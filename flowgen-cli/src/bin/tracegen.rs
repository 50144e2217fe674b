use std::fs::File;
use std::io::{BufRead, BufReader, BufWriter, Write};
use std::process::ExitCode;
use std::time::Instant;

use tracing::{error, info};

use flowgen_cli::args::parse_tracegen;
use flowgen_cli::init_tracing;
use flowgen_rule::{parse_rule, Rule};
use flowgen_trace::{flow_to_string, generate_trace};

fn main() -> ExitCode {
    init_tracing();
    let mut args = match parse_tracegen(std::env::args().skip(1)) {
        Ok(args) => args,
        Err(error) => {
            eprintln!("{error}");
            return ExitCode::FAILURE;
        }
    };
    if let Err(error) = args.config.layout.validate() {
        eprintln!("invalid layout: {error}");
        return ExitCode::FAILURE;
    }

    let rules = match load_rules(&args.input, &args.config.layout) {
        Ok(rules) => rules,
        Err(message) => {
            eprintln!("{message}");
            return ExitCode::FAILURE;
        }
    };
    if rules.is_empty() {
        eprintln!("no rules in {}", args.input);
        return ExitCode::FAILURE;
    }
    args.config.resolve(rules.len() as u32);
    info!(
        rules = rules.len(),
        traces = args.config.trace_count,
        fast = args.config.fast,
        seed = args.config.seed,
        "generating trace"
    );

    let started = Instant::now();
    let trace = match generate_trace(&args.config, &rules) {
        Ok(trace) => trace,
        Err(kind) => {
            error!(%kind, "trace generation failed");
            eprintln!("{kind}");
            return ExitCode::FAILURE;
        }
    };

    let output = match File::create(&args.output) {
        Ok(file) => file,
        Err(error) => {
            eprintln!("cannot open {}: {error}", args.output);
            return ExitCode::FAILURE;
        }
    };
    let mut output = BufWriter::new(output);
    for flow in &trace {
        if let Err(error) = writeln!(
            output,
            "{}",
            flow_to_string(flow, &args.config.layout, args.config.style)
        ) {
            eprintln!("cannot write {}: {error}", args.output);
            return ExitCode::FAILURE;
        }
    }
    if let Err(error) = output.flush() {
        eprintln!("cannot write {}: {error}", args.output);
        return ExitCode::FAILURE;
    }
    info!(flows = trace.len(), elapsed = ?started.elapsed(), "trace written");
    ExitCode::SUCCESS
}

fn load_rules(path: &str, layout: &flowgen_rule::RuleLayout) -> Result<Vec<Rule>, String> {
    let file = File::open(path).map_err(|error| format!("cannot open {path}: {error}"))?;
    let mut rules = Vec::new();
    for (number, line) in BufReader::new(file).lines().enumerate() {
        let line = line.map_err(|error| format!("cannot read {path}: {error}"))?;
        if line.trim().is_empty() {
            continue;
        }
        let rule = parse_rule(&line, layout)
            .map_err(|error| format!("{path}:{}: {error}", number + 1))?;
        rules.push(rule);
    }
    Ok(rules)
}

○ ○ ○

A word-for-word copy of the data is the expected answer.

filename flowgen-cli/src/bin/tracegen.rs
repository 50144e2217fe674b
use std::fs::File;
use std::io::{BufRead, BufReader, BufWriter, Write};
use std::process::ExitCode;
use std::time::Instant;

use tracing::{error, info};

use flowgen_cli::args::parse_tracegen;
use flowgen_cli::init_tracing;
use flowgen_rule::{parse_rule, Rule};
use flowgen_trace::{flow_to_string, generate_trace};

fn main() -> ExitCode {
    init_tracing();
    let mut args = match parse_tracegen(std::env::args().skip(1)) {
        Ok(args) => args,
        Err(error) => {
            eprintln!("{error}");
            return ExitCode::FAILURE;
        }
    };
    if let Err(error) = args.config.layout.validate() {
        eprintln!("invalid layout: {error}");
        return ExitCode::FAILURE;
    }

    let rules = match load_rules(&args.input, &args.config.layout) {
        Ok(rules) => rules,
        Err(message) => {
            eprintln!("{message}");
            return ExitCode::FAILURE;
        }
    };
    if rules.is_empty() {
        eprintln!("no rules in {}", args.input);
        return ExitCode::FAILURE;
    }
    args.config.resolve(rules.len() as u32);
    info!(
        rules = rules.len(),
        traces = args.config.trace_count,
        fast = args.config.fast,
        seed = args.config.seed,
        "generating trace"
    );

    let started = Instant::now();
    let trace = match generate_trace(&args.config, &rules) {
        Ok(trace) => trace,
        Err(kind) => {
            error!(%kind, "trace generation failed");
            eprintln!("{kind}");
            return ExitCode::FAILURE;
        }
    };

    let output = match File::create(&args.output) {
        Ok(file) => file,
        Err(error) => {
            eprintln!("cannot open {}: {error}", args.output);
            return ExitCode::FAILURE;
        }
    };
    let mut output = BufWriter::new(output);
    for flow in &trace {
        if let Err(error) = writeln!(
            output,
            "{}",
            flow_to_string(flow, &args.config.layout, args.config.style)
        ) {
            eprintln!("cannot write {}: {error}", args.output);
            return ExitCode::FAILURE;
        }
    }
    if let Err(error) = output.flush() {
        eprintln!("cannot write {}: {error}", args.output);
        return ExitCode::FAILURE;
    }
    info!(flows = trace.len(), elapsed = ?started.elapsed(), "trace written");
    ExitCode::SUCCESS
}

fn load_rules(path: &str, layout: &flowgen_rule::RuleLayout) -> Result<Vec<Rule>, String> {
    let file = File::open(path).map_err(|error| format!("cannot open {path}: {error}"))?;
    let mut rules = Vec::new();
    for (number, line) in BufReader::new(file).lines().enumerate() {
        let line = line.map_err(|error| format!("cannot read {path}: {error}"))?;
        if line.trim().is_empty() {
            continue;
        }
        let rule = parse_rule(&line, layout)
            .map_err(|error| format!("{path}:{}: {error}", number + 1))?;
        rules.push(rule);
    }
    Ok(rules)
}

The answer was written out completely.